During questioning about additional changes since moving from the dorm to an apartment, Tom reports that there have been notable changes to his diet. He is eating more fast foods, eating later at night, and snacking as he studies. He is drinking 1 to 2 beers at night while socializing with his roommate. He frequently awakens in the morning with poor appetite and doesn’t eat until lunchtime. He drinks several cups of very strong coffee during the day, and also drinks caffeinated sodas. He is experiencing some esophageal reflux.
Based on his symptoms, Tom is provided with instructions on diet and lifestyle measures designed to reduce symptoms of GERD and begins empiric treatment with a proton pump inhibitor (PPI) at night. He is instructed to continue with the recommended medications for his asthma and return to the office in 7 to 10 days—sooner if the symptoms continue to worsen.
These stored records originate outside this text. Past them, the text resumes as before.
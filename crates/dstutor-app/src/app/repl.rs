use anyhow::Result;
use colored::Colorize;
use rustyline::error::ReadlineError;
use rustyline::DefaultEditor;
use std::path::{Path, PathBuf};
use std::sync::{Arc, Mutex};
use tokio_util::sync::CancellationToken;

use dstutor_chat::{
    quick_question, remove_scratch_dir, save_transcript, SessionState, Tutor, QUICK_QUESTIONS,
};
use dstutor_types::TutorError;

use super::setup::AppConfig;
use super::task::{print_diagrams, print_tables};
use super::terminal::TerminalSink;

/// A line typed at the prompt
#[derive(Debug, Clone, PartialEq, Eq)]
pub enum ReplCommand {
    Ask(String),
    Clear,
    History,
    Export(PathBuf),
    Run(PathBuf),
    Table(Option<String>),
    Diagram(Option<String>),
    Quick(Option<usize>),
    Help,
    Exit,
    /// A slash command that did not parse; carries the message to show
    Invalid(String),
}

impl ReplCommand {
    /// Parse a trimmed, non-empty input line
    pub fn parse(line: &str) -> Self {
        if line == "exit" || line == "quit" {
            return ReplCommand::Exit;
        }
        if !line.starts_with('/') {
            return ReplCommand::Ask(line.to_string());
        }

        let (command, arg) = match line.split_once(char::is_whitespace) {
            Some((command, arg)) => (command, Some(arg.trim()).filter(|a| !a.is_empty())),
            None => (line, None),
        };

        match (command, arg) {
            ("/clear", _) => ReplCommand::Clear,
            ("/history", _) => ReplCommand::History,
            ("/help", _) => ReplCommand::Help,
            ("/export", Some(path)) => ReplCommand::Export(PathBuf::from(path)),
            ("/export", None) => ReplCommand::Invalid("Usage: /export <path>".into()),
            ("/run", Some(path)) => ReplCommand::Run(PathBuf::from(path)),
            ("/run", None) => ReplCommand::Invalid("Usage: /run <file.py>".into()),
            ("/table", arg) => ReplCommand::Table(arg.map(str::to_string)),
            ("/diagram", arg) => ReplCommand::Diagram(arg.map(str::to_string)),
            ("/quick", None) => ReplCommand::Quick(None),
            ("/quick", Some(n)) => match n.parse::<usize>() {
                Ok(n) => ReplCommand::Quick(Some(n)),
                Err(_) => ReplCommand::Invalid(format!("Invalid quick question number: '{}'", n)),
            },
            (other, _) => ReplCommand::Invalid(format!("Unknown command: {} (try /help)", other)),
        }
    }
}

fn print_help() {
    println!("{} Commands:", "📚".bright_cyan());
    println!("  /history                - Show previous turns");
    println!("  /clear                  - Clear the chat history");
    println!("  /export <path>          - Save the transcript as text");
    println!("  /run <file.py>          - Run a Python file and explain it");
    println!("  /table [name]           - Show a comparison table");
    println!("  /diagram [name]         - Show a diagram as Graphviz DOT");
    println!("  /quick [n]              - List or ask a quick question");
    println!("  exit, quit              - Leave");
    println!("{}", "  Ctrl-C while an answer is typing shows it at once".bright_black());
}

fn print_quick_questions() {
    println!("{} Quick questions:", "💡".bright_cyan());
    for (i, question) in QUICK_QUESTIONS.iter().enumerate() {
        println!("  {}. {}", i + 1, question);
    }
}

fn print_history(state: &SessionState) {
    if state.turns.is_empty() {
        println!("{} No previous turns", "ℹ️".bright_blue());
        return;
    }
    for (i, turn) in state.turns.iter().enumerate() {
        println!(
            "{} {} {}",
            format!("[{}]", i + 1).bright_black(),
            format!("{}:", state.username).bright_green().bold(),
            turn.question
        );
        println!("    {} {}", "AI:".bright_blue().bold(), turn.answer);
    }
}

/// Run a script and print what it produced; returns the scratch directory
/// holding its figures
async fn run_file(tutor: &Tutor, path: &Path) -> Option<PathBuf> {
    let code = match tokio::fs::read_to_string(path).await {
        Ok(code) => code,
        Err(e) => {
            eprintln!("{} Failed to read {}: {}", "❌".bright_red(), path.display(), e);
            return None;
        }
    };

    println!("{}", format!("Running {}...", path.display()).bright_black());
    match tutor.run_code(&code).await {
        Ok(report) => {
            let output = &report.output;
            if !output.stdout.is_empty() {
                println!("{}", output.stdout.trim_end());
            }
            if !output.stderr.is_empty() {
                eprintln!("{}", output.stderr.trim_end().bright_red());
            }
            for figure in &output.figures {
                println!("{} {}", "🖼️".bright_cyan(), figure.display());
            }
            match &report.explanation {
                Some(explanation) => println!("\n{} {}\n", "AI:".bright_blue().bold(), explanation),
                None => println!(
                    "{}",
                    format!("Exited with {:?}; no explanation requested", output.exit_code).bright_yellow()
                ),
            }
            Some(report.output.scratch_dir)
        }
        Err(e) => {
            eprintln!("{} {}", "Error:".bright_red().bold(), e);
            None
        }
    }
}

/// Run interactive REPL mode
pub async fn run_repl_mode(app_config: &AppConfig) -> Result<()> {
    let tutor = app_config.build_tutor()?;
    app_config.print_banner("Terminal");

    let mut state = tutor.new_session(app_config.username.clone(), app_config.role);
    if !state.turns.is_empty() {
        println!(
            "{}",
            format!("Restored {} previous turns (/history to show them)", state.turns.len()).bright_black()
        );
    }
    println!(
        "{}",
        format!(
            "Ask anything about {}. Type /help for commands, 'exit' to quit.\n",
            tutor.config().topic
        )
        .bright_black()
    );

    let mut rl = DefaultEditor::new()?;
    let mut sink = TerminalSink::new(false);
    // Figures stay viewable until the REPL exits
    let mut scratch_dirs: Vec<PathBuf> = Vec::new();

    // Token of the turn being typed, cancelled by Ctrl-C
    let current_token: Arc<Mutex<Option<CancellationToken>>> = Arc::new(Mutex::new(None));
    let current_token_for_handler = current_token.clone();

    tokio::spawn(async move {
        loop {
            if tokio::signal::ctrl_c().await.is_ok() {
                if let Ok(guard) = current_token_for_handler.lock() {
                    if let Some(ref token) = *guard {
                        token.cancel();
                    }
                }
            }
        }
    });

    let prompt = format!("{} ", format!("{}:", app_config.username).bright_green().bold());

    loop {
        match rl.readline(&prompt) {
            Ok(line) => {
                let line = line.trim();
                if line.is_empty() {
                    continue;
                }
                let _ = rl.add_history_entry(line);

                let question = match ReplCommand::parse(line) {
                    ReplCommand::Ask(question) => question,
                    ReplCommand::Exit => {
                        println!("{}", "Goodbye!".bright_cyan());
                        break;
                    }
                    ReplCommand::Help => {
                        print_help();
                        continue;
                    }
                    ReplCommand::History => {
                        print_history(&state);
                        continue;
                    }
                    ReplCommand::Clear => {
                        match tutor.clear_history(&mut state) {
                            Ok(()) => println!("{} Chat history cleared", "🧹".bright_green()),
                            Err(e) => eprintln!("{} {}", "❌".bright_red(), e),
                        }
                        continue;
                    }
                    ReplCommand::Export(path) => {
                        match save_transcript(&path, &state.turns, &state.username) {
                            Ok(()) => println!("{} Saved transcript to {}", "💾".bright_green(), path.display()),
                            Err(e) => eprintln!("{} {:#}", "❌".bright_red(), e),
                        }
                        continue;
                    }
                    ReplCommand::Run(path) => {
                        scratch_dirs.extend(run_file(&tutor, &path).await);
                        continue;
                    }
                    ReplCommand::Table(name) => {
                        if let Err(e) = print_tables(name.as_deref()) {
                            eprintln!("{} {}", "❌".bright_red(), e);
                        }
                        continue;
                    }
                    ReplCommand::Diagram(name) => {
                        if let Err(e) = print_diagrams(name.as_deref()) {
                            eprintln!("{} {}", "❌".bright_red(), e);
                        }
                        continue;
                    }
                    ReplCommand::Quick(None) => {
                        print_quick_questions();
                        continue;
                    }
                    ReplCommand::Quick(Some(n)) => match quick_question(n) {
                        Some(question) => {
                            println!("{} {}", format!("{}:", state.username).bright_green().bold(), question);
                            question.to_string()
                        }
                        None => {
                            eprintln!("{} No quick question {}", "❌".bright_red(), n);
                            continue;
                        }
                    },
                    ReplCommand::Invalid(message) => {
                        eprintln!("{} {}", "❌".bright_red(), message);
                        continue;
                    }
                };

                let cancel_token = CancellationToken::new();
                if let Ok(mut guard) = current_token.lock() {
                    *guard = Some(cancel_token.clone());
                }

                let result = tutor
                    .handle_question_cancellable(&mut state, &question, &mut sink, &cancel_token)
                    .await;

                if let Ok(mut guard) = current_token.lock() {
                    *guard = None;
                }

                match result {
                    Ok(_) => println!(),
                    Err(TutorError::EmptyQuestion) | Err(TutorError::Busy) => {}
                    Err(e) => eprintln!("{} {}\n", "Error:".bright_red().bold(), e),
                }
            }
            Err(ReadlineError::Interrupted) => {
                println!("{}", "^C".bright_black());
                continue;
            }
            Err(ReadlineError::Eof) => {
                println!("{}", "Goodbye!".bright_cyan());
                break;
            }
            Err(err) => {
                eprintln!("{} {}", "Error:".bright_red().bold(), err);
                break;
            }
        }
    }

    for dir in &scratch_dirs {
        remove_scratch_dir(dir);
    }
    Ok(())
}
When Tom returns for his scheduled visit he reports that he is following recommendations for GERD, has not needed his PPI for the last 2 nights, and only requires his albuterol once a day, usually shortly after returning to his apartment in the evening.
Tom’s case illustrates the importance of obtaining a full history when initiating therapy. When the client appears refractory to reasonable control measures, the clinician must proceed to questions and testing that focus on conditions suggested by the client’s history and physical examination. GERD, in particular, is well known to exacerbate asthma because the backflow of stomach acid into the esophagus causes additional irritation to the airways and lungs.
Obesity can also be associated with GERD and obstructive sleep apnea, which are known to complicate asthma. Rhinitis, or postnasal drip, may indicate that the client has an underlying sinus infection requiring treatment. A productive cough with mucopurulent sputum should not be treated as asthma even though it has lasted more than the 7 to 10 days typical for a viral infection.
Regardless of what additional conditions may be contributing to the client’s symptoms, if the diagnosis of asthma has been made using the classical characteristics of the disease—symptoms, airway obstruction, inflammation, and hyper-responsiveness—it is of vital importance to determine if the client is using his medications properly before subjecting him to the time and expense of pursuing other diagnoses.
We will return to Tom later to see what additional measures may assist him in gaining control over his symptoms. Although Tom is a young college student in his first independent living situation, he is an ideal subject for study because he is unusually cooperative and amenable to education.